Stuntwoman Dawn Madison hasn’t been on the best of terms with her father since her movie star mother died. Still, he is her dad, and when he vanishes while investigating the bizarre sighting-caught on film-of a supposedly long-dead child star, she comes home to Tinseltown to join the search for him. Working with his odd colleagues, she discovers an erotic and bloody underground society made up of creatures she thought existed only on the screen.

εїз_Ƹ̴Ӂ̴Ʒ_εїз__εїз_Ƹ̴Ӂ̴Ʒ_εїз_εїз_Ƹ̴Ӂ̴Ʒ_εїз__εїз_Ƹ̴Ӂ̴Ʒ_εїз_εїз_Ƹ̴Ӂ̴Ʒ_εїз__εїз_εїз_Ƹ̴Ӂ̴Ʒ_εїз_Ƹ̴Ӂ̴Ʒ_εїз

Random: The book is a rough diamond.

The series has potential but it falls a little flat. It has a loose plot and less than appealing characters. Add in villains that may not be true villains, it is not what I had expected.
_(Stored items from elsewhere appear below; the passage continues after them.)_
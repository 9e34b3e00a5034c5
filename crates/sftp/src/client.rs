//! SFTP client
//!
//! Opens a password-authenticated SSH session, starts the `sftp` subsystem on
//! it and exposes the result as a [`RemoteFs`] for tree transfers.
//! The remote sshd needs an sftp subsystem configured, e.g.
//! `Subsystem sftp internal-sftp`.

use std::sync::Arc;
use std::time::Duration;

use async_trait::async_trait;
use russh::client::{self, Handle};
use russh_sftp::client::SftpSession;

use kit_core::{Error, RemoteEntry, RemoteFs, RemoteReader, RemoteWriter, Result, TransferTarget};

use crate::handler::AcceptAnyHostKey;

/// Time allowed for TCP connect plus SSH handshake
pub const CONNECT_TIMEOUT: Duration = Duration::from_secs(30);

/// Default SSH port
pub const DEFAULT_PORT: u16 = 22;

/// An SFTP session together with the SSH connection carrying it
pub struct SftpClient {
    session: Handle<AcceptAnyHostKey>,
    sftp: SftpSession,
}

impl SftpClient {
    /// Connect to `host:port` and authenticate with a password
    pub async fn connect(user: &str, password: &str, host: &str, port: u16) -> Result<Self> {
        let addr = format!("{host}:{port}");
        tracing::debug!(%addr, user, "connecting");

        let config = Arc::new(client::Config::default());
        let mut session = tokio::time::timeout(
            CONNECT_TIMEOUT,
            client::connect(config, addr.as_str(), AcceptAnyHostKey),
        )
        .await
        .map_err(|_| {
            Error::Network(format!(
                "connection to {addr} timed out after {}s",
                CONNECT_TIMEOUT.as_secs()
            ))
        })?
        .map_err(|e| Error::Network(format!("SSH handshake with {addr} failed: {e}")))?;

        let auth = session
            .authenticate_password(user, password)
            .await
            .map_err(|e| Error::Network(format!("SSH authentication with {addr} failed: {e}")))?;

        if !auth.success() {
            return Err(Error::Auth(format!("password rejected for {user}@{host}")));
        }

        let channel = session
            .channel_open_session()
            .await
            .map_err(|e| Error::Network(format!("failed to open SSH channel: {e}")))?;

        channel
            .request_subsystem(true, "sftp")
            .await
            .map_err(|e| Error::Network(format!("failed to request sftp subsystem: {e}")))?;

        let sftp = SftpSession::new(channel.into_stream())
            .await
            .map_err(|e| Error::Network(format!("SFTP handshake failed: {e}")))?;

        tracing::info!(%addr, user, "SFTP session established");
        Ok(Self { session, sftp })
    }

    /// Connect to the host named by a parsed transfer target
    pub async fn connect_target(target: &TransferTarget, port: u16) -> Result<Self> {
        Self::connect(&target.user, &target.password, &target.host, port).await
    }

    /// End the SFTP session and disconnect
    pub async fn close(self) -> Result<()> {
        drop(self.sftp);
        self.session
            .disconnect(russh::Disconnect::ByApplication, "", "en")
            .await
            .map_err(|e| Error::Network(format!("disconnect failed: {e}")))
    }
}

fn map_sftp_error(err: russh_sftp::client::error::Error, path: &str) -> Error {
    let message = err.to_string();
    if message.contains("No such file") || message.contains("NoSuchFile") {
        Error::NotFound(path.to_string())
    } else if message.contains("Permission denied") || message.contains("PermissionDenied") {
        Error::Auth(format!("{path}: {message}"))
    } else {
        Error::Network(format!("{path}: {message}"))
    }
}

#[async_trait]
impl RemoteFs for SftpClient {
    async fn create_dir(&self, path: &str) -> Result<()> {
        self.sftp
            .create_dir(path)
            .await
            .map_err(|e| map_sftp_error(e, path))
    }

    async fn is_dir(&self, path: &str) -> Result<bool> {
        let metadata = self
            .sftp
            .metadata(path)
            .await
            .map_err(|e| map_sftp_error(e, path))?;
        Ok(metadata.is_dir())
    }

    async fn read_dir(&self, path: &str) -> Result<Vec<RemoteEntry>> {
        let entries = self
            .sftp
            .read_dir(path)
            .await
            .map_err(|e| map_sftp_error(e, path))?;

        Ok(entries
            .map(|entry| RemoteEntry {
                is_dir: entry.metadata().is_dir(),
                name: entry.file_name(),
            })
            .collect())
    }

    async fn open(&self, path: &str) -> Result<RemoteReader> {
        let file = self
            .sftp
            .open(path)
            .await
            .map_err(|e| map_sftp_error(e, path))?;
        Ok(Box::new(file))
    }

    async fn create(&self, path: &str) -> Result<RemoteWriter> {
        let file = self
            .sftp
            .create(path)
            .await
            .map_err(|e| map_sftp_error(e, path))?;
        Ok(Box::new(file))
    }
}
Let’s talk character. Dawn is the main protagonist who really likes sex. The first half of the book is about Dawn wanting to have sex with anyone and not being able to satisfy her craving. I have never read a character like her but Dawn’s constant need for sex made her a hard character to like. In the second half of the book, the action picks up so the novel is not emphasizing her sex drive (but it is still there). Kiko is a little person who has psychic visions. He is a struggling actor and has a lot of faith in his boss, The Voice. Breisi is a Hispanic woman who is a technology and combat expert. She is reserved but she is an interesting character. The Voice/Jonah is their boss and a hypnotizer. He never physically appears in the book. (I’m guessing vampire or ghost). He has many secrets and not very forthcoming with them. Frank (Dawn’s father) is an absentee character but he helps drive the story forward. It’s a nice touch of Green making him an absentee character to reflect his absentee father status.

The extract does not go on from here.